▶ **Task instructions**
Read the lines below, and copy any that contain the string "GraphTraversalVariants".

▶ **Exercise input**
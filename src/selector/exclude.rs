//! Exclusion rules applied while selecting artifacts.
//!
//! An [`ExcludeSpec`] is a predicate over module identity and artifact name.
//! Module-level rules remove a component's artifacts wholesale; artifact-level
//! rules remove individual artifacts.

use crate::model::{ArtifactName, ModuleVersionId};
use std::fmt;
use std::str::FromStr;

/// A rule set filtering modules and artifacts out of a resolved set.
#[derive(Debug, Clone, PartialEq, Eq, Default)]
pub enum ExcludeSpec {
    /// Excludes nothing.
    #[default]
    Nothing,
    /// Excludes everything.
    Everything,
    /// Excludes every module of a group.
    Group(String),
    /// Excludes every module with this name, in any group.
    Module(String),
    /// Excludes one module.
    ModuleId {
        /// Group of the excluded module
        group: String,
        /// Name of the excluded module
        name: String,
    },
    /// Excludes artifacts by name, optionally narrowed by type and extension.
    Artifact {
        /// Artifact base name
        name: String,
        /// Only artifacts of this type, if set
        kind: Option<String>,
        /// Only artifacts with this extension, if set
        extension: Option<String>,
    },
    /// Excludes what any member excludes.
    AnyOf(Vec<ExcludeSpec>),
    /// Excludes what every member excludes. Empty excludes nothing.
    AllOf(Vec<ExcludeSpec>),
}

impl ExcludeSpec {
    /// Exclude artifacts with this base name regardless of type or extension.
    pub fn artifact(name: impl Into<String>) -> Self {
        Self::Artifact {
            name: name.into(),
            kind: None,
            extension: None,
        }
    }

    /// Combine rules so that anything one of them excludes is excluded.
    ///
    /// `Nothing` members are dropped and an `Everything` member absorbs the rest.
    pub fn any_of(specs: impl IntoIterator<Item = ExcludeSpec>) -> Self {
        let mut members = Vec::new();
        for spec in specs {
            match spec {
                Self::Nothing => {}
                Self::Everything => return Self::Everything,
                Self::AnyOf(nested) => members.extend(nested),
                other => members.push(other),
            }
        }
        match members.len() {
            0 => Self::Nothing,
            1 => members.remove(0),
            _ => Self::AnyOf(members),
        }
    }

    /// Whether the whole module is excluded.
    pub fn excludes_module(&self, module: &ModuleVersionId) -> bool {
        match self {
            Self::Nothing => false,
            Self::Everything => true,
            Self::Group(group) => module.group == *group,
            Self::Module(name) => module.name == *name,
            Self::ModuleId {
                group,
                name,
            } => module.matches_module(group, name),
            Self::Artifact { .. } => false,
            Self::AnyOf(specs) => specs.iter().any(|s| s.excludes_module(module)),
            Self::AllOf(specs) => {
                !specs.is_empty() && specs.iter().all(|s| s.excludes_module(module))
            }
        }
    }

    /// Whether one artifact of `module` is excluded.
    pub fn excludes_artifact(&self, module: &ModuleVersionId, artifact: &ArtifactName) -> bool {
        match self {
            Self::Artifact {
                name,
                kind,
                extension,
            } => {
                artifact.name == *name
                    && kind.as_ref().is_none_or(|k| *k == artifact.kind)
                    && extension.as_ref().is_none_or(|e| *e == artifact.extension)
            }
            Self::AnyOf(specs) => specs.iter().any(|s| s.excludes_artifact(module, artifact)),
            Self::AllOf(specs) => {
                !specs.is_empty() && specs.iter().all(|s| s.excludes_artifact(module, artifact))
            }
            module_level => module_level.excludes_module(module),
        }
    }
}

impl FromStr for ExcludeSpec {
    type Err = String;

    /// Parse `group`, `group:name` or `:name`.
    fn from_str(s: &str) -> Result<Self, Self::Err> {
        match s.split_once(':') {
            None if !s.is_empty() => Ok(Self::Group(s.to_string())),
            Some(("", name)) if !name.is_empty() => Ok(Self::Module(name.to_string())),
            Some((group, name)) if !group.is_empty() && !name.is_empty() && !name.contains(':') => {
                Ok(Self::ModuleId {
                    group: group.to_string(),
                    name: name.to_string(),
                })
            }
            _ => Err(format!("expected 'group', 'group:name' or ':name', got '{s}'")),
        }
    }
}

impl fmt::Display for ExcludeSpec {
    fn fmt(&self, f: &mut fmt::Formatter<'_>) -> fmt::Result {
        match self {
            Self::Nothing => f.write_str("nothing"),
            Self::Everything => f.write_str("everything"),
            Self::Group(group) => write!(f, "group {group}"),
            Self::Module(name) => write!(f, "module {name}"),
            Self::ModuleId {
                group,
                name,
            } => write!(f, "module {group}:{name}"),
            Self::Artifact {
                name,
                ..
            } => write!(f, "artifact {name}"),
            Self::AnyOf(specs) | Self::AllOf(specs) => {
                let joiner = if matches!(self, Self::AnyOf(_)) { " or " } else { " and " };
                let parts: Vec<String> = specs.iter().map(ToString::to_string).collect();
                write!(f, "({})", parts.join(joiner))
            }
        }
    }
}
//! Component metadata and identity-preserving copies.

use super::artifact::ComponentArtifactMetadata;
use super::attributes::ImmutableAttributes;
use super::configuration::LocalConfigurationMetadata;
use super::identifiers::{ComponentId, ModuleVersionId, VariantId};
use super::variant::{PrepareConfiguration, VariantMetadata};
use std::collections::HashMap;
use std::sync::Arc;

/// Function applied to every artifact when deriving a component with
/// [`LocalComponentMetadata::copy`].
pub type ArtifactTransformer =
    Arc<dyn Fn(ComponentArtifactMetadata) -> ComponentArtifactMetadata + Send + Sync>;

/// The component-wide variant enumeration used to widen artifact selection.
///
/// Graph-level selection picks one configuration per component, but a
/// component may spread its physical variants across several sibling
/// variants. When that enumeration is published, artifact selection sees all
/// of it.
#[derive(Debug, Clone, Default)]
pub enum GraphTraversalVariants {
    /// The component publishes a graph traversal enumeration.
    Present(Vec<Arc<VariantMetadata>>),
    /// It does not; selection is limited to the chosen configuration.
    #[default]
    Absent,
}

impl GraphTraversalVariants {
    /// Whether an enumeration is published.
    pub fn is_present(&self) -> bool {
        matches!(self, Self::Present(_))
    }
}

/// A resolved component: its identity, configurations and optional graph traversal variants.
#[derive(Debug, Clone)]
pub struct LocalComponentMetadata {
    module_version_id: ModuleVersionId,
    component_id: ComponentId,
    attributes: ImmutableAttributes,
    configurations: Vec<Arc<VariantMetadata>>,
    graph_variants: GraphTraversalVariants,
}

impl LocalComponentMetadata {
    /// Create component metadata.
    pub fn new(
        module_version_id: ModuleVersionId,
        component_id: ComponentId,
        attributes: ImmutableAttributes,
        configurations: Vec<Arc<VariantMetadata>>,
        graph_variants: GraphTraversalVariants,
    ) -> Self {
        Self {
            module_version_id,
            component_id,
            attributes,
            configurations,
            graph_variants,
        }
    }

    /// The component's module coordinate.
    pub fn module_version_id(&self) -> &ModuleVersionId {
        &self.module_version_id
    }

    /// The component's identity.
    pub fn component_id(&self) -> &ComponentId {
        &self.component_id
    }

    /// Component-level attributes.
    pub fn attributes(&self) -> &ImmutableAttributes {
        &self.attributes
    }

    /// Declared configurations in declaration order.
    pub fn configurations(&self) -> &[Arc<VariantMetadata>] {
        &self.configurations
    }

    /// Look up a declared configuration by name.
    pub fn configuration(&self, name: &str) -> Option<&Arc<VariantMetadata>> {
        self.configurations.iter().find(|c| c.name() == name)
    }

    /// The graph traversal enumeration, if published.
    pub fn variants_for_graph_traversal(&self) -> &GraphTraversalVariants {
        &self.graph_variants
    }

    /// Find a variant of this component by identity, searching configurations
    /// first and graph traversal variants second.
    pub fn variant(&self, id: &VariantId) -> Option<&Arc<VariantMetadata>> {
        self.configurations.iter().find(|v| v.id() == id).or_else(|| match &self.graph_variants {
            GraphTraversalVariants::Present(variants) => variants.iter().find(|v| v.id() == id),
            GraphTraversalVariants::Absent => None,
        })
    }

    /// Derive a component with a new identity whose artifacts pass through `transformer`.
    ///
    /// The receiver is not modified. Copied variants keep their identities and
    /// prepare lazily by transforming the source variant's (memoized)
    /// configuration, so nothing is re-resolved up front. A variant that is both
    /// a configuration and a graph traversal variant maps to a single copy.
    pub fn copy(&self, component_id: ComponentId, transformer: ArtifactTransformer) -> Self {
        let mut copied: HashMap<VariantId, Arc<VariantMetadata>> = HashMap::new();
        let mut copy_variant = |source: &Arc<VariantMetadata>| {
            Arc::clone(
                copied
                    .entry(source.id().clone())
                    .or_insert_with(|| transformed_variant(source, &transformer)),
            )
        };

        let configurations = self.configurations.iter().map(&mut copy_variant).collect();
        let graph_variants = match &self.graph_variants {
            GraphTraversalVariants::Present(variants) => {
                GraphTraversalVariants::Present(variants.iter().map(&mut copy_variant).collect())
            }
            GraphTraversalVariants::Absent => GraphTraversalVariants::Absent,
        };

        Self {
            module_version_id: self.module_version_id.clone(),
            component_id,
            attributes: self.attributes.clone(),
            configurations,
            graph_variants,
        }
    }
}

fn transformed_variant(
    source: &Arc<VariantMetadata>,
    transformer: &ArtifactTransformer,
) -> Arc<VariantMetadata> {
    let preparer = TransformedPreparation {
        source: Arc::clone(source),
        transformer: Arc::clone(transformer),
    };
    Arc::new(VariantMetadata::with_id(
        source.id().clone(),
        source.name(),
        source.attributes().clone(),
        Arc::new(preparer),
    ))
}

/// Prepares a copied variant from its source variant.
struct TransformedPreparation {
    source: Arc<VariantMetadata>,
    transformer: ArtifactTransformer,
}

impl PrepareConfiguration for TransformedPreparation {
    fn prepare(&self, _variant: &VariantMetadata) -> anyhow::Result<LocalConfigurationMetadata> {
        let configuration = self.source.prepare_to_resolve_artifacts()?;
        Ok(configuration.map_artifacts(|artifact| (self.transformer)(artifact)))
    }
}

...

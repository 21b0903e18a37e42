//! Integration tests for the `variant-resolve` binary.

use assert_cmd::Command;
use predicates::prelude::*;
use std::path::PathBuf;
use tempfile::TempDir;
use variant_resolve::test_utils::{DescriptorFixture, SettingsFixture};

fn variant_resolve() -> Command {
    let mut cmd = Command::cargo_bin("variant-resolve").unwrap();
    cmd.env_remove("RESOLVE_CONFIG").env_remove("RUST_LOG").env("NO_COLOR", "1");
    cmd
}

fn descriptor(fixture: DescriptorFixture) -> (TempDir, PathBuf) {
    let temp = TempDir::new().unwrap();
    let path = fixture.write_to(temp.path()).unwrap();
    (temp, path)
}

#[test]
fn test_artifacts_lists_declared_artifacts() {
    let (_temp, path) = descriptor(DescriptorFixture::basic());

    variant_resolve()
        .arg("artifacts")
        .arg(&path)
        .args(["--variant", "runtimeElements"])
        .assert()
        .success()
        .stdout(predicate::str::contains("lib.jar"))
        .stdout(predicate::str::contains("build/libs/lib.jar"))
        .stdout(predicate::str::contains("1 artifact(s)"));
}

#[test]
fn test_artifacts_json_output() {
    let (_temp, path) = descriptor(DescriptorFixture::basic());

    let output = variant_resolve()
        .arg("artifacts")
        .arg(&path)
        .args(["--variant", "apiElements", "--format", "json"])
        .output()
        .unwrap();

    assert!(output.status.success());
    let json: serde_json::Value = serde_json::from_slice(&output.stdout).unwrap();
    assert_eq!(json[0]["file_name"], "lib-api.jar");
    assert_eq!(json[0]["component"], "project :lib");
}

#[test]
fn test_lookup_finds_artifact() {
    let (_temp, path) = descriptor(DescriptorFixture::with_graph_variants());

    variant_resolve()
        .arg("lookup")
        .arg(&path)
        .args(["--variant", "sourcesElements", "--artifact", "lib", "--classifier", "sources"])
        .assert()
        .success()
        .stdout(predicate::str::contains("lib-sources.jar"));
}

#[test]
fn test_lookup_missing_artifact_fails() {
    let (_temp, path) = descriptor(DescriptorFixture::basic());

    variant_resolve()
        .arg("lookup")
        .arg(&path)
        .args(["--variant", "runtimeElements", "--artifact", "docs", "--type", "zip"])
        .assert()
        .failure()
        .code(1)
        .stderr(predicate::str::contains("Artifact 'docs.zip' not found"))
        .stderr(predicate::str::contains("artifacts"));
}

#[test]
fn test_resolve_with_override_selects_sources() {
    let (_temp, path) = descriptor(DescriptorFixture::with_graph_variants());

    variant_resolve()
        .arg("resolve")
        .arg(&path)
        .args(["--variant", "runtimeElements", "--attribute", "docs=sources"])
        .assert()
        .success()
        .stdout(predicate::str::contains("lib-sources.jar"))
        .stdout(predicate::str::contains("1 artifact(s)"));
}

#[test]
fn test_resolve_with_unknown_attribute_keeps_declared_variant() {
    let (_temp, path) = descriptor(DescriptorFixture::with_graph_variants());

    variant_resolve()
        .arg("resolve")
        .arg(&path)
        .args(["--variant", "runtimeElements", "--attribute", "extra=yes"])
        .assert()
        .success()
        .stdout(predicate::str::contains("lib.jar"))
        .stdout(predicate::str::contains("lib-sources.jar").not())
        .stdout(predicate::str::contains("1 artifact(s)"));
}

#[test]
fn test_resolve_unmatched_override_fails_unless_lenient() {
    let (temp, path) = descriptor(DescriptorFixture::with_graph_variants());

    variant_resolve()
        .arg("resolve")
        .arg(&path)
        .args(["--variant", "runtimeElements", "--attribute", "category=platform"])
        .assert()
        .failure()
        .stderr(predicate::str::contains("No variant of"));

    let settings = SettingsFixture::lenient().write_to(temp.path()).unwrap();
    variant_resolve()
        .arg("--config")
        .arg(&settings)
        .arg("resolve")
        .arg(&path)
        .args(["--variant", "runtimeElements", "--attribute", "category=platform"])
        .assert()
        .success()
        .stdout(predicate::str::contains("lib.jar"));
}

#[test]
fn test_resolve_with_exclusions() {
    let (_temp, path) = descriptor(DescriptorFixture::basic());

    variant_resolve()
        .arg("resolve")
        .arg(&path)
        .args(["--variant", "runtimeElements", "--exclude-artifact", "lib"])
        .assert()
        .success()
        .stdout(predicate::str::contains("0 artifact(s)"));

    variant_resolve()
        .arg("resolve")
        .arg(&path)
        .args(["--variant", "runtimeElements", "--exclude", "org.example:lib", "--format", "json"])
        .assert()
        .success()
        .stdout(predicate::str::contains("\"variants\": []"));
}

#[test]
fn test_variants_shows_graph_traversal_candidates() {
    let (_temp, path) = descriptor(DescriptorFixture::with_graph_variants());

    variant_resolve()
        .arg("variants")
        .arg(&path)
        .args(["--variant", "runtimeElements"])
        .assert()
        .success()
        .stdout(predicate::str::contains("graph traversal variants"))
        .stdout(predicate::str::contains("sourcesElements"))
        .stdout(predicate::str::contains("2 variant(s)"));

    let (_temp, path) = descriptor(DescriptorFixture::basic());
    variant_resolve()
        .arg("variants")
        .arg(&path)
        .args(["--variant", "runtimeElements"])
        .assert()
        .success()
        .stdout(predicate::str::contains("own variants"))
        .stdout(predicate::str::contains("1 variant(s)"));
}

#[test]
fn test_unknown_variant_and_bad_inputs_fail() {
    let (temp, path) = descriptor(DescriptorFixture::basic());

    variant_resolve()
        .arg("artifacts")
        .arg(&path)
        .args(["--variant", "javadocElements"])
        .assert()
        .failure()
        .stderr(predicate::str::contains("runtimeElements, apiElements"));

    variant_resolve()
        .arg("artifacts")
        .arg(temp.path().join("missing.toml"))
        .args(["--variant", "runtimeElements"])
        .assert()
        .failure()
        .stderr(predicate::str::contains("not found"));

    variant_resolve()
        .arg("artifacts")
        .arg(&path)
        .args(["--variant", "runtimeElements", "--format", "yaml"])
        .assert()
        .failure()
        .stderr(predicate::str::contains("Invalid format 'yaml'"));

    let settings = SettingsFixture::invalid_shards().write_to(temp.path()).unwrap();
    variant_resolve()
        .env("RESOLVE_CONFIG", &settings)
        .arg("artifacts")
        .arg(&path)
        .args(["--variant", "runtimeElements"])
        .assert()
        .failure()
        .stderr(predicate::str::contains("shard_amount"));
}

▶ **Response below**
pub enum GraphTraversalVariants {
impl GraphTraversalVariants {
    graph_variants: GraphTraversalVariants,
        graph_variants: GraphTraversalVariants,
    pub fn variants_for_graph_traversal(&self) -> &GraphTraversalVariants {
            GraphTraversalVariants::Present(variants) => variants.iter().find(|v| v.id() == id),
            GraphTraversalVariants::Absent => None,
            GraphTraversalVariants::Present(variants) => {
                GraphTraversalVariants::Present(variants.iter().map(&mut copy_variant).collect())
            GraphTraversalVariants::Absent => GraphTraversalVariants::Absent,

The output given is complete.